Basauri, Vizcaya, País Vasco, 1994. Son las ocho de la mañana y uno de los operarios de limpieza que trabaja detrás del camión de basura ve una bolsa de grandes dimensiones junto a una señal de tráfico. Silba y hace parar al conductor. Los dos peones de detrás del camión bajan de los estribos y se dirigen a la bolsa. La gente tira todo en cualquier lado, desde luego. Es un no parar. La recogen y la echan dentro de la prensa. Los mecanismos hidráulicos la engullen -como cantaba Rosendo en Obstáculo Impertinente- y se mezcla con otros residuos que se van compactando cada vez más dentro de la caja del vehículo a medida que avanza el recorrido y la jornada laboral. Más de una hora después, sin que los operarios de limpieza sepan de qué va todo aquello, patrullas policiales persiguen al camión de la basura y lo detienen fulminantemente. Hacen bajar a los tres basureros (conductor y peones) y se hacen cargo del camión, que llevan a un descampado en el polígono de Asparren. Al parecer, como más tarde se sabría, la bolsa que recogieron junto a la señal de stop contenía cuatro kilos de amonal y un kilo y medio de amerital, dos detonadores, un temporizador de seguridad y un receptor de mando a distancia. Había sido puesta en el suelo por la banda terrorista ETA, que avisó a un medio de comunicación de la colocación de la bomba al ver frustado su atentado (posiblemente contra la policía). Mientras se producía el aviso (a las nueve de la mañana) y mientras llegaron los ertzainzas para detener al camión, los operarios siguieron trabajando como si tal cosa, en movimiento por la ciudad, entre el traqueteo propio de aquel vehículo de recogida, y la basura se iba aplastando con más fuerza: el artefacto no explotó de milagro.
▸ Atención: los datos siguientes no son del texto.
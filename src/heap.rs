//! Binary heap
//!
//! An array-backed binary heap that orders its elements either smallest-first or largest-first,
//! chosen when the heap is created.
//!
//! # Time Complexity
//!
//! | Operation         | Complexity |
//! |-------------------|------------|
//! | `push`            | O(log n)   |
//! | `pop`             | O(log n)   |
//! | `peek`            | O(1)       |
//! | `from_vec`        | O(n)       |
//! | `into_sorted_vec` | O(n log n) |
//!
//! # Example
//!
//! ```rust
//! use avl_collections::{BinaryHeap, HeapKind};
//!
//! let mut heap = BinaryHeap::new(HeapKind::Max);
//! heap.push(3);
//! heap.push(7);
//! heap.push(5);
//!
//! assert_eq!(heap.peek(), Some(&7));
//! assert_eq!(heap.pop(), Some(7));
//! assert_eq!(heap.into_sorted_vec(), vec![5, 3]);
//! ```

use core::{cmp::Ordering, slice};

use arbitrary::Arbitrary;

/// Which end of the ordering a [`BinaryHeap`] yields first.
#[derive(Copy, Clone, Debug, Default, PartialEq, Eq, Arbitrary)]
pub enum HeapKind {
    /// Smallest element first.
    #[default]
    Min,
    /// Largest element first.
    Max,
}

impl HeapKind {
    /// Returns `true` if `a` belongs strictly closer to the top of the heap than `b`.
    #[inline]
    fn precedes<T: Ord>(self, a: &T, b: &T) -> bool {
        match self {
            HeapKind::Min => a.cmp(b) == Ordering::Less,
            HeapKind::Max => a.cmp(b) == Ordering::Greater,
        }
    }
}

/// A binary min-heap or max-heap.
#[derive(Clone, Debug)]
pub struct BinaryHeap<T: Ord> {
    /// The heap data, with children of index `i` at `2i + 1` and `2i + 2`
    data: Vec<T>,
    kind: HeapKind,
}

impl<T: Ord> BinaryHeap<T> {
    /// Creates an empty heap of the given kind.
    pub fn new(kind: HeapKind) -> Self {
        Self {
            data: Vec::new(),
            kind,
        }
    }

    /// Creates an empty min-heap.
    pub fn min() -> Self {
        Self::new(HeapKind::Min)
    }

    /// Creates an empty max-heap.
    pub fn max() -> Self {
        Self::new(HeapKind::Max)
    }

    /// Builds a heap from an existing collection in O(n) time.
    pub fn from_vec(kind: HeapKind, data: Vec<T>) -> Self {
        let mut heap = Self { data, kind };
        heap.build();
        heap
    }

    /// Builds a heap from the contents of an iterator in O(n) time.
    pub fn from_iter_with<I>(kind: HeapKind, iter: I) -> Self
    where
        I: IntoIterator<Item = T>,
    {
        Self::from_vec(kind, iter.into_iter().collect())
    }

    pub fn kind(&self) -> HeapKind {
        self.kind
    }

    pub fn is_empty(&self) -> bool {
        self.data.is_empty()
    }

    pub fn len(&self) -> usize {
        self.data.len()
    }

    /// Returns the top element without removing it.
    pub fn peek(&self) -> Option<&T> {
        self.data.first()
    }

    pub fn push(&mut self, item: T) {
        self.data.push(item);
        self.sift_up(self.data.len() - 1);
    }

    /// Removes and returns the top element.
    pub fn pop(&mut self) -> Option<T> {
        if self.data.is_empty() {
            return None;
        }

        let result = self.data.swap_remove(0);

        if !self.data.is_empty() {
            self.sift_down(0);
        }

        Some(result)
    }

    pub fn clear(&mut self) {
        self.data.clear();
    }

    /// Drains the heap by repeated [`pop`](Self::pop), returning its elements in heap order.
    ///
    /// For a min-heap this is ascending order; for a max-heap, descending.
    pub fn into_sorted_vec(mut self) -> Vec<T> {
        let mut sorted = Vec::with_capacity(self.len());
        while let Some(item) = self.pop() {
            sorted.push(item);
        }

        sorted
    }

    /// Returns an iterator over the elements in storage order, which is unspecified.
    pub fn iter(&self) -> slice::Iter<'_, T> {
        self.data.iter()
    }

    /// Restores the heap property over the whole array, bottom-up
    fn build(&mut self) {
        log::debug!("building {:?}-heap of {} elements", self.kind, self.data.len());

        for index in (0..self.data.len() / 2).rev() {
            self.sift_down(index);
        }
    }

    /// Move element at index up to maintain heap property
    fn sift_up(&mut self, mut index: usize) {
        while index > 0 {
            let parent = (index - 1) / 2;
            if self.kind.precedes(&self.data[index], &self.data[parent]) {
                self.data.swap(index, parent);
                index = parent;
            } else {
                break;
            }
        }
    }

    /// Move element at index down to maintain heap property
    fn sift_down(&mut self, mut index: usize) {
        let len = self.data.len();
        loop {
            let left = 2 * index + 1;
            let right = 2 * index + 2;
            let mut top = index;

            if left < len && self.kind.precedes(&self.data[left], &self.data[top]) {
                top = left;
            }
            if right < len && self.kind.precedes(&self.data[right], &self.data[top]) {
                top = right;
            }

            if top != index {
                self.data.swap(index, top);
                index = top;
            } else {
                break;
            }
        }
    }

    #[doc(hidden)]
    pub fn assert_invariants(&self) {
        for child in 1..self.data.len() {
            let parent = (child - 1) / 2;
            assert!(
                !self.kind.precedes(&self.data[child], &self.data[parent]),
                "child {child} precedes its parent {parent}"
            );
        }
    }
}

impl<T: Ord> Default for BinaryHeap<T> {
    fn default() -> Self {
        Self::min()
    }
}

impl<T: Ord> Extend<T> for BinaryHeap<T> {
    fn extend<I: IntoIterator<Item = T>>(&mut self, iter: I) {
        for item in iter {
            self.push(item);
        }
    }
}

impl<'heap, T: Ord> IntoIterator for &'heap BinaryHeap<T> {
    type Item = &'heap T;
    type IntoIter = slice::Iter<'heap, T>;

    fn into_iter(self) -> Self::IntoIter {
        self.iter()
    }
}

#[cfg(test)]
mod tests {
    use super::*;

    #[test]
    fn test_min_heap_order() {
        let mut heap = BinaryHeap::min();

        assert!(heap.is_empty());
        assert_eq!(heap.peek(), None);

        for item in [5, 1, 8, 3, 9, 2] {
            heap.push(item);
            heap.assert_invariants();
        }

        assert_eq!(heap.len(), 6);
        assert_eq!(heap.peek(), Some(&1));
        assert_eq!(heap.into_sorted_vec(), vec![1, 2, 3, 5, 8, 9]);
    }

    #[test]
    fn test_max_heap_order() {
        let mut heap = BinaryHeap::max();
        heap.extend([5, 1, 8, 3, 9, 2]);
        heap.assert_invariants();

        assert_eq!(heap.pop(), Some(9));
        assert_eq!(heap.pop(), Some(8));
        heap.assert_invariants();
        assert_eq!(heap.into_sorted_vec(), vec![5, 3, 2, 1]);
    }

    #[test]
    fn test_duplicates() {
        let mut heap = BinaryHeap::min();
        heap.extend([2, 2, 1, 1]);

        assert_eq!(heap.into_sorted_vec(), vec![1, 1, 2, 2]);
    }

    #[test]
    fn test_pop_empty() {
        let mut heap: BinaryHeap<u8> = BinaryHeap::default();
        assert_eq!(heap.kind(), HeapKind::Min);
        assert_eq!(heap.pop(), None);

        heap.push(4);
        assert_eq!(heap.pop(), Some(4));
        assert_eq!(heap.pop(), None);
    }

    #[test]
    fn test_build_matches_pushes() {
        let items: Vec<i64> = vec![13, -2, 7, 7, 0, 42, -19, 5, 3, 11, 8];

        for kind in [HeapKind::Min, HeapKind::Max] {
            let built = BinaryHeap::from_vec(kind, items.clone());
            built.assert_invariants();

            let mut pushed = BinaryHeap::new(kind);
            pushed.extend(items.iter().copied());

            assert_eq!(built.into_sorted_vec(), pushed.into_sorted_vec());
        }
    }

    #[test]
    fn test_build_small() {
        for len in 0..8 {
            let heap = BinaryHeap::from_iter_with(HeapKind::Max, (0..len).rev().chain(0..len));
            heap.assert_invariants();
            assert_eq!(heap.len(), 2 * len);
        }
    }
}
Para ser conductor de primera

En 1974, Damon Robinson trabajaba como conductor de un camión de basura para una empresa de una localidad inglesa cualquiera. Tuvo, no obstante, una semana un tanto desafortunada. El lunes metió el camión en una zanja. El martes acabó su jornada normalmente, sin demasiados impedimentos. El miércoles se estrelló contra un muro. El jueves quemó el embrague. El viernes volcó el vehículo en plena calle. Al ser despedido, Damon Robinson declaró: «No me siento molesto porque me hayan echado del trabajo pues recononozco que no soy muy buen conductor»

En el buche de la paloma

Michael era un muchacho pobre y problemático de unos diez años que había abandonado los estudios pero quería mucho a las palomas, muchísimo. Esas ratas voladoras y símbolos de la paz le tenían obnubilado. Julius era su paloma preferida. La amaba. Julius murió y el chico, devastado, decidió construir una caja de madera para enterrarla y rendirle un bonito tributo. Dejó la caja con la paloma en las escaleras del porche de su vivienda y subió a casa a buscar alguna cosa que se le había olvidado. Justo en ese momento pasó el camión de la basura y uno de los operarios, pensando que la caja era un desecho más entre los muchos desperdigados por la ciudad, la tiró a la compactadora del vehículo, donde fue triturada de inmediato. Michael, que bajaba ya por las escaleras, pudo ver la sangrante escena. Corrió hasta donde estaba el operario de limpieza y le propinó tal puñetazo que lo tumbó y lo dejó totalmente desnortado, pese a la diferencia de edad. Era su forma de hacer justicia. Un golpe por todos los colombófilos del mundo (y por un buena separación de residuos).

Michael contaba jactancioso esa anécdota de su vida cuando creció, cogió bastante más cuerpo y acabó dedicándose al boxeo. Le conocieron como Mike Tyson y ganó un par de mundiales de los pesos pesados. También arrancó, de un mordisco, un trozo de oreja a unos de sus contrincantes. Esa, sin embargo, es otra historia.